Re: [PATCH v5 1/5] mm,memory_hotplug: Allocate memmap from the added memory range

From: Michal Hocko
Date: Wed Mar 24 2021 - 10:43:04 EST


On Wed 24-03-21 13:03:29, Michal Hocko wrote:
> On Wed 24-03-21 11:12:59, Oscar Salvador wrote:
[...]
> > I kind of understand to be reluctant to use vmemmap_pages terminology here, but
> > unfortunately we need to know about it.
> > We could rename nr_vmemmap_pages to offset_buddy_pages or something like that.
>
> I am not convinced. It seems you are justr trying to graft the new
> functionality in. But I still believe that {on,off}lining shouldn't care
> about where their vmemmaps come from at all. It should be a
> responsibility of the code which reserves that space to compansate for
> accounting. Otherwise we will end up with a hard to maintain code
> because expectations would be spread at way too many places. Not to
> mention different pfns that the code should care about.

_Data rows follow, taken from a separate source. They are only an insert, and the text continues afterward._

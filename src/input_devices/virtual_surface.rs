use std::sync::atomic::{AtomicBool, AtomicU64, Ordering};
use std::sync::{Arc, Mutex};

use tracing::trace;

use super::{ListenerId, RawInputSource, RawListener, lock};
use crate::event_model::raw::{RawInput, RawKeyEvent, RawKeyKind};
use crate::event_model::{Modifiers, Rect, SurfaceId};
use crate::screen_overlay::surface_info::FocusableInfo;

static NEXT_SURFACE_ID: AtomicU64 = AtomicU64::new(1);

/// 纯内存的 `RawInputSource`
///
/// 没有真实窗口, 原始通知由调用者通过 [`VirtualSurface::emit`] 注入
pub struct VirtualSurface {
    id: SurfaceId,
    rect: Mutex<Rect>,
    listeners: Mutex<Vec<(ListenerId, RawListener)>>,
    next_listener: AtomicU64,
    focusables: Mutex<Vec<FocusableInfo>>,
    focused: AtomicBool,
    /// 事件冒泡的上级 (例如整个窗口)
    parent: Option<Arc<VirtualSurface>>,
}

impl std::fmt::Debug for VirtualSurface {
    fn fmt(&self, f: &mut std::fmt::Formatter<'_>) -> std::fmt::Result {
        f.debug_struct("VirtualSurface")
            .field("id", &self.id)
            .field("rect", &*lock(&self.rect))
            .field("listeners", &self.listener_count())
            .finish()
    }
}

impl VirtualSurface {
    pub fn new(rect: Rect) -> Arc<Self> {
        Self::build(rect, None)
    }

    /// 子表面上的通知分发完后冒泡到 `parent`
    pub fn child_of(parent: &Arc<VirtualSurface>, rect: Rect) -> Arc<Self> {
        Self::build(rect, Some(Arc::clone(parent)))
    }

    fn build(rect: Rect, parent: Option<Arc<VirtualSurface>>) -> Arc<Self> {
        Arc::new(Self {
            id: SurfaceId(NEXT_SURFACE_ID.fetch_add(1, Ordering::Relaxed)),
            rect: Mutex::new(rect),
            listeners: Mutex::new(Vec::new()),
            next_listener: AtomicU64::new(1),
            focusables: Mutex::new(Vec::new()),
            focused: AtomicBool::new(false),
            parent,
        })
    }

    pub fn set_rect(&self, rect: Rect) {
        *lock(&self.rect) = rect;
    }

    pub fn add_focusable(&self, info: FocusableInfo) {
        lock(&self.focusables).push(info);
    }

    pub fn listener_count(&self) -> usize {
        lock(&self.listeners).len()
    }

    /// 同步分发给全部监听者; 分发期间不持有监听表的锁
    pub fn emit(&self, raw: RawInput) {
        let listeners: Vec<RawListener> = lock(&self.listeners)
            .iter()
            .map(|(_, listener)| Arc::clone(listener))
            .collect();
        trace!(surface = %self.id, listeners = listeners.len(), ?raw, "emit raw input");
        for listener in listeners {
            listener(&raw);
        }
        if let Some(parent) = &self.parent {
            parent.emit(raw);
        }
    }

    /// 屏幕键盘上选中一个键: 和物理键一样产生 keydown + keyup
    pub fn press_virtual_key(&self, key_code: u32, key: &str, modifiers: Modifiers) {
        let down = RawKeyEvent::new(RawKeyKind::Down, key_code, key).with_modifiers(modifiers);
        let up = RawKeyEvent::new(RawKeyKind::Up, key_code, key).with_modifiers(modifiers);
        self.emit(RawInput::Key(down));
        self.emit(RawInput::Key(up));
    }
}

impl RawInputSource for VirtualSurface {
    fn surface_id(&self) -> SurfaceId {
        self.id
    }

    fn bounding_rect(&self) -> Rect {
        *lock(&self.rect)
    }

    fn attach(&self, listener: RawListener) -> ListenerId {
        let id = self.next_listener.fetch_add(1, Ordering::Relaxed);
        lock(&self.listeners).push((id, listener));
        id
    }

    fn detach(&self, listener: ListenerId) -> bool {
        let mut listeners = lock(&self.listeners);
        let before = listeners.len();
        listeners.retain(|(id, _)| *id != listener);
        listeners.len() != before
    }

    fn focusable_elements(&self) -> Vec<FocusableInfo> {
        lock(&self.focusables).clone()
    }

    fn set_focused(&self, focused: bool) {
        self.focused.store(focused, Ordering::Release);
    }

    fn is_focused(&self) -> bool {
        self.focused.load(Ordering::Acquire)
    }
}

The below is a quick hack on top of this patch to illustrate my
thinking. I have dug out all the vmemmap pieces out of the
{on,off}lining and hooked all the accounting when the space is reserved.
This just compiles without any deeper look so there are likely some
minor problems but I haven't really encountered any major problems or
hacks to introduce into the code. The separation seems to be possible.
The diffstat also looks promising. Am I missing something fundamental in
this?

---
drivers/base/memory.c | 8 +--
include/linux/memory_hotplug.h | 6 +-
mm/memory_hotplug.c | 151 ++++++++++++++++++++---------------------
3 files changed, 80 insertions(+), 85 deletions(-)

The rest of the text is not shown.